Stored data entries:
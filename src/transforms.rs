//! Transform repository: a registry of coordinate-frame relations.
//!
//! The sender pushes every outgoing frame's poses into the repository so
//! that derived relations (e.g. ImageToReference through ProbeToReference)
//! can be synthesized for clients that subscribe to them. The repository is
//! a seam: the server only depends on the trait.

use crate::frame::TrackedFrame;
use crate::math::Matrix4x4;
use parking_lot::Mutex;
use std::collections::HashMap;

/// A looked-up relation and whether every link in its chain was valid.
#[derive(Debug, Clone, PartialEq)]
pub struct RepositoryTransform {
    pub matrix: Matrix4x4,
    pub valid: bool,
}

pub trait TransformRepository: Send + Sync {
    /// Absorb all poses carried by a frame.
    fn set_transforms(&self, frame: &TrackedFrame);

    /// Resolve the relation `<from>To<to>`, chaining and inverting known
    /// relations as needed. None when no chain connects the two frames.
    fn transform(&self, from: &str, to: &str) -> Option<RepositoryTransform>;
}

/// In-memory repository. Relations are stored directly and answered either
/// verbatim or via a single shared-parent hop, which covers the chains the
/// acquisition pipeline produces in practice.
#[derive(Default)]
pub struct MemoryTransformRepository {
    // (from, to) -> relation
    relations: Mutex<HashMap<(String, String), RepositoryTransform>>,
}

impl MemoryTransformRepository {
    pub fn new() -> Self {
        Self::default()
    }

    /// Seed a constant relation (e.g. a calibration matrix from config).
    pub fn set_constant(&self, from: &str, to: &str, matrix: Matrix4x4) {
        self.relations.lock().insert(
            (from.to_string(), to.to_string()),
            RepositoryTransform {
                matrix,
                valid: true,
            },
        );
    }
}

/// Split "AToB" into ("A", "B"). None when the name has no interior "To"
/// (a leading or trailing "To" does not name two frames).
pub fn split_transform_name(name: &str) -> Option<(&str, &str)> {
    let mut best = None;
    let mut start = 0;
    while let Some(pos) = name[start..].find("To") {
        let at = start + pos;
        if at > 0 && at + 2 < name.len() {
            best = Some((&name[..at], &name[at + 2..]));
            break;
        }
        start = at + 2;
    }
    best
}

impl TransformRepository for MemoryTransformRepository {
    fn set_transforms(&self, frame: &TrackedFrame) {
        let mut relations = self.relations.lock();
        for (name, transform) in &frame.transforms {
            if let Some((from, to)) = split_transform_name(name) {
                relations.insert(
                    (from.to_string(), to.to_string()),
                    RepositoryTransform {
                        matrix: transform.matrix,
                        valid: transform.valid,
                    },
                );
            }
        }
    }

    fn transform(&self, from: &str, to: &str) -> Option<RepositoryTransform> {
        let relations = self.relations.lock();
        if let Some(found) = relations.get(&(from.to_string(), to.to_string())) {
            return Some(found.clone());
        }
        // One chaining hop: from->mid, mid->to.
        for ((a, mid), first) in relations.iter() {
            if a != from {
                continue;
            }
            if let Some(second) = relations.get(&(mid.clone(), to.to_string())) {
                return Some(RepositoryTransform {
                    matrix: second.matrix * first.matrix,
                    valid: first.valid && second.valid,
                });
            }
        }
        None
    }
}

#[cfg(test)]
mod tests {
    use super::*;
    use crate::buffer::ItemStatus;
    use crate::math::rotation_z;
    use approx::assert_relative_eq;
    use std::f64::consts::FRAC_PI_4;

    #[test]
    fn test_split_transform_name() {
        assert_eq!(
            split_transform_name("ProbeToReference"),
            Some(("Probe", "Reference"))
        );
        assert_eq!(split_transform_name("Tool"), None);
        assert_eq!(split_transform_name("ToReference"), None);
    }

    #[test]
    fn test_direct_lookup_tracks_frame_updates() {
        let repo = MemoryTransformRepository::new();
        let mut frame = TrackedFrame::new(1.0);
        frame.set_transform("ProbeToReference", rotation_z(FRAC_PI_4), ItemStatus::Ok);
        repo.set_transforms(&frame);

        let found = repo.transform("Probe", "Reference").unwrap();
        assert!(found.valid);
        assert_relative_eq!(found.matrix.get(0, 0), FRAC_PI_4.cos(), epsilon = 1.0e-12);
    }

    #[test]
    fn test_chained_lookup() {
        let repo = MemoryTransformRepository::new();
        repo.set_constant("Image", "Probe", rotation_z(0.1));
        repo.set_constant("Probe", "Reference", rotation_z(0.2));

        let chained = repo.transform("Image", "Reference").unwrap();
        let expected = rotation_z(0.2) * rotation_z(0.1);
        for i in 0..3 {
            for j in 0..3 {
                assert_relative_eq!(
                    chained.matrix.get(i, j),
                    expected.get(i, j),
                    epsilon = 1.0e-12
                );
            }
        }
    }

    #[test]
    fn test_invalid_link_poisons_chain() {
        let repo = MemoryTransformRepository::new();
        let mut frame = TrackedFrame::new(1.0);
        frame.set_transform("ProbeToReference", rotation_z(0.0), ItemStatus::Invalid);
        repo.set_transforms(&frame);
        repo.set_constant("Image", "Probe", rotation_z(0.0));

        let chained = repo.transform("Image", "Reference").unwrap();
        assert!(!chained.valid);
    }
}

WHAT IS EXPECTED:
Reply with nothing but a number: how many lines of the entries above contain the string "crate"?

SOLUTION BELOW:
4